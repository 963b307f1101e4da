use std::collections::HashSet;

use crate::grid::Grid;
use crate::trace::{Step, Trace};

/// Fixed exploration order: down, right, up, left. This decides which valid
/// path is found first when several exist, so reordering would change traces.
const DIRECTIONS: [(isize, isize); 4] = [(1, 0), (0, 1), (-1, 0), (0, -1)];

#[derive(Debug, Clone, Copy, PartialEq)]
pub enum MazeStepKind {
    /// The search entered a cell.
    Visiting,
    /// The entered cell is the destination; the search ends here.
    Found,
    /// An in-bounds neighbor turned out to be a wall. Informational only.
    Blocked,
    /// A cell was exhausted and removed from the active path.
    Backtrack,
    /// Terminal step: blocked start, or the search space ran out.
    Failed,
}

/// One snapshot of the backtracking search: the cell the event concerns and
/// a copy of the active path stack at that instant.
pub struct MazeStep {
    pub kind: MazeStepKind,
    pub cell: (usize, usize),
    pub path: Box<[(usize, usize)]>,
    pub message: String,
}

impl Step for MazeStep {
    fn message(&self) -> &str {
        &self.message
    }

    fn is_terminal(&self) -> bool {
        matches!(self.kind, MazeStepKind::Found | MazeStepKind::Failed)
    }
}

/// Depth-first backtracking search from `start` to `end`, recording every
/// cell entry, wall bump, and retreat.
///
/// The visited set is path-local: membership is released on backtrack, so a
/// cell abandoned along one route can be re-entered later via another. This
/// is what distinguishes true backtracking from DFS with a global visited
/// set, and it is why failure is only known after full exhaustion.
pub fn maze_trace(grid: &Grid, start: (usize, usize), end: (usize, usize)) -> Trace<MazeStep> {
    // The one precondition generators self-check: a blocked start cell fails
    // immediately instead of searching.
    if !grid.is_open(start) {
        let step = MazeStep {
            kind: MazeStepKind::Failed,
            cell: start,
            path: Box::new([]),
            message: "Start position is blocked!".to_string(),
        };
        return Trace::new(vec![step]);
    }

    let mut tracer = MazeTracer {
        grid,
        end,
        on_path: HashSet::new(),
        path_stack: Vec::new(),
        steps: Vec::new(),
    };

    if !tracer.solve(start) {
        tracer.steps.push(MazeStep {
            kind: MazeStepKind::Failed,
            cell: start,
            path: Box::new([]),
            message: "No path found to destination.".to_string(),
        });
    }

    Trace::new(tracer.steps)
}

struct MazeTracer<'a> {
    grid: &'a Grid,
    end: (usize, usize),
    /// Cells on the active recursion stack; released on backtrack.
    on_path: HashSet<(usize, usize)>,
    path_stack: Vec<(usize, usize)>,
    steps: Vec<MazeStep>,
}

impl MazeTracer<'_> {
    fn solve(&mut self, cell: (usize, usize)) -> bool {
        let mut path_with_cell = self.path_stack.clone();
        path_with_cell.push(cell);

        self.steps.push(MazeStep {
            kind: MazeStepKind::Visiting,
            cell,
            path: path_with_cell.clone().into_boxed_slice(),
            message: format!("Moving to ({}, {}).", cell.0, cell.1),
        });

        if cell == self.end {
            self.steps.push(MazeStep {
                kind: MazeStepKind::Found,
                cell,
                path: path_with_cell.into_boxed_slice(),
                message: "Destination reached!".to_string(),
            });
            return true;
        }

        self.on_path.insert(cell);
        self.path_stack.push(cell);

        for (dr, dc) in DIRECTIONS {
            let neighbor = match (
                cell.0.checked_add_signed(dr),
                cell.1.checked_add_signed(dc),
            ) {
                (Some(r), Some(c)) => (r, c),
                _ => continue,
            };
            if !self.grid.is_in_bounds(neighbor) {
                continue;
            }
            if self.grid.is_open(neighbor) {
                if !self.on_path.contains(&neighbor) && self.solve(neighbor) {
                    // Success propagates straight out; the path stack stays
                    // as-is so the Found step shows the full route.
                    return true;
                }
            } else {
                self.steps.push(MazeStep {
                    kind: MazeStepKind::Blocked,
                    cell: neighbor,
                    path: self.path_stack.clone().into_boxed_slice(),
                    message: format!("Blocked at ({}, {}).", neighbor.0, neighbor.1),
                });
            }
        }

        // Exhausted every direction: retreat and release the cell
        self.on_path.remove(&cell);
        self.path_stack.pop();
        self.steps.push(MazeStep {
            kind: MazeStepKind::Backtrack,
            cell,
            path: self.path_stack.clone().into_boxed_slice(),
            message: format!("Backtracking from ({}, {}).", cell.0, cell.1),
        });

        false
    }
}

#[cfg(test)]
mod tests {
    use super::*;
    use crate::grid::Cell;
    use rand::{Rng, SeedableRng, rngs::StdRng};

    /// Independent reachability check over open cells.
    fn flood_fill_reachable(grid: &Grid, start: (usize, usize), end: (usize, usize)) -> bool {
        if !grid.is_open(start) {
            return false;
        }
        let mut seen = HashSet::new();
        let mut stack = vec![start];
        seen.insert(start);
        while let Some(cell) = stack.pop() {
            if cell == end {
                return true;
            }
            for (dr, dc) in DIRECTIONS {
                let neighbor = match (
                    cell.0.checked_add_signed(dr),
                    cell.1.checked_add_signed(dc),
                ) {
                    (Some(r), Some(c)) => (r, c),
                    _ => continue,
                };
                if grid.is_in_bounds(neighbor)
                    && grid.is_open(neighbor)
                    && seen.insert(neighbor)
                {
                    stack.push(neighbor);
                }
            }
        }
        false
    }

    #[test]
    fn test_blocked_start_fails_immediately() {
        let mut grid = Grid::new(3, 3);
        grid.set((0, 0), Cell::Blocked);
        let trace = maze_trace(&grid, (0, 0), (2, 2));
        assert_eq!(trace.len(), 1);
        assert_eq!(trace[0].kind, MazeStepKind::Failed);
    }

    #[test]
    fn test_direction_order_decides_the_path() {
        // Fully open 2x2: down is tried before right, so the route goes
        // through (1, 0) even though going right first would also work.
        let grid = Grid::new(2, 2);
        let trace = maze_trace(&grid, (0, 0), (1, 1));
        let found = trace.last();
        assert_eq!(found.kind, MazeStepKind::Found);
        assert_eq!(&*found.path, &[(0, 0), (1, 0), (1, 1)]);
    }

    #[test]
    fn test_dead_end_emits_blocked_then_backtrack() {
        // One row: open, wall, open. The end is unreachable.
        let mut grid = Grid::new(1, 3);
        grid.set((0, 1), Cell::Blocked);
        let trace = maze_trace(&grid, (0, 0), (0, 2));
        let kinds: Vec<MazeStepKind> = trace.iter().map(|s| s.kind).collect();
        assert_eq!(
            kinds,
            vec![
                MazeStepKind::Visiting,
                MazeStepKind::Blocked,
                MazeStepKind::Backtrack,
                MazeStepKind::Failed,
            ]
        );
        // The backtrack step shows the shrunken (empty) path
        assert!(trace[2].path.is_empty());
    }

    #[test]
    fn test_found_path_is_valid() {
        let mut rng = StdRng::seed_from_u64(42);
        for _ in 0..30 {
            let rows = rng.random_range(2..8);
            let cols = rng.random_range(2..8);
            let mut grid = Grid::new(rows, cols);
            for r in 0..rows {
                for c in 0..cols {
                    if rng.random_range(0..4) == 0 {
                        grid.set((r, c), Cell::Blocked);
                    }
                }
            }
            let start = (0, 0);
            let end = (rows - 1, cols - 1);
            grid.set(start, Cell::Open);
            grid.set(end, Cell::Open);

            let trace = maze_trace(&grid, start, end);
            let last = trace.last();
            match last.kind {
                MazeStepKind::Found => {
                    let path = &last.path;
                    assert_eq!(path.first(), Some(&start));
                    assert_eq!(path.last(), Some(&end));
                    // 4-connected, open, no repeats
                    let unique: HashSet<_> = path.iter().collect();
                    assert_eq!(unique.len(), path.len());
                    for cell in path.iter() {
                        assert!(grid.is_open(*cell));
                    }
                    for pair in path.windows(2) {
                        let dr = pair[0].0.abs_diff(pair[1].0);
                        let dc = pair[0].1.abs_diff(pair[1].1);
                        assert_eq!(dr + dc, 1, "path cells must be 4-connected");
                    }
                    assert!(flood_fill_reachable(&grid, start, end));
                }
                MazeStepKind::Failed => {
                    assert!(!flood_fill_reachable(&grid, start, end));
                }
                other => panic!("trace ended in non-terminal kind {other:?}"),
            }
        }
    }

    #[test]
    fn test_start_equals_end() {
        let grid = Grid::new(2, 2);
        let trace = maze_trace(&grid, (0, 0), (0, 0));
        assert_eq!(trace.len(), 2);
        assert_eq!(trace[0].kind, MazeStepKind::Visiting);
        assert_eq!(trace.last().kind, MazeStepKind::Found);
        assert_eq!(&*trace.last().path, &[(0, 0)]);
    }

    #[test]
    fn test_emitted_snapshots_are_not_aliases() {
        let grid = Grid::new(2, 2);
        let trace = maze_trace(&grid, (0, 0), (1, 1));
        // The first visiting snapshot shows only the start cell no matter
        // how far the search went afterwards.
        assert_eq!(&*trace[0].path, &[(0, 0)]);
    }
}
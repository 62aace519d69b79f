//! Handler error types and conversions from collaborator errors.

mod auth_error;
mod http_error;
mod store_error;

pub use http_error::{Error, ErrorKind, Result};
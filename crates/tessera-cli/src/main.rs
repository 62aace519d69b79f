#![forbid(unsafe_code)]
#![cfg_attr(docsrs, feature(doc_cfg))]
#![doc = include_str!("../README.md")]

mod config;
mod server;

use std::process;

use anyhow::Context;
use clap::Parser;
use tessera_server::handler::routes;
use tessera_server::service::ServiceState;
use tracing_subscriber::EnvFilter;
use tracing_subscriber::layer::SubscriberExt;
use tracing_subscriber::util::SubscriberInitExt;

use crate::config::Cli;

// Tracing target constants
pub const TRACING_TARGET_SERVER_STARTUP: &str = "tessera_cli::server::startup";
pub const TRACING_TARGET_SERVER_SHUTDOWN: &str = "tessera_cli::server::shutdown";
pub const TRACING_TARGET_CONFIG: &str = "tessera_cli::config";

#[tokio::main]
async fn main() {
    let Err(error) = run().await else {
        tracing::info!(
            target: TRACING_TARGET_SERVER_SHUTDOWN,
            "application terminated successfully"
        );
        process::exit(0);
    };

    if tracing::enabled!(tracing::Level::ERROR) {
        tracing::error!(
            target: TRACING_TARGET_SERVER_SHUTDOWN,
            error = %error,
            "application terminated with error"
        );
    } else {
        eprintln!("Error: {error:#}");
    }

    process::exit(1);
}

/// Main application entry point.
async fn run() -> anyhow::Result<()> {
    let cli = Cli::parse();

    init_tracing();
    log_startup_info();

    cli.validate().context("invalid configuration")?;
    cli.log();

    let state = ServiceState::from_config(&cli.service)
        .await
        .context("failed to create service state")?;

    server::serve(routes(state), cli.server).await?;

    Ok(())
}

/// Initializes tracing with environment-based filtering.
fn init_tracing() {
    let filter = EnvFilter::try_from_default_env().unwrap_or_else(|_| EnvFilter::new("info"));

    tracing_subscriber::registry()
        .with(filter)
        .with(tracing_subscriber::fmt::layer())
        .init();
}

/// Logs startup information.
fn log_startup_info() {
    tracing::info!(
        target: TRACING_TARGET_SERVER_STARTUP,
        version = env!("CARGO_PKG_VERSION"),
        "starting tessera server"
    );

    tracing::debug!(
        target: TRACING_TARGET_SERVER_STARTUP,
        pid = process::id(),
        arch = std::env::consts::ARCH,
        os = std::env::consts::OS,
        "build information"
    );
}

-*-

Task objective ::
Select and copy every line of the material that holds the string "application".

Task result ::
            "application terminated successfully"
            "application terminated with error"
/// Main application entry point.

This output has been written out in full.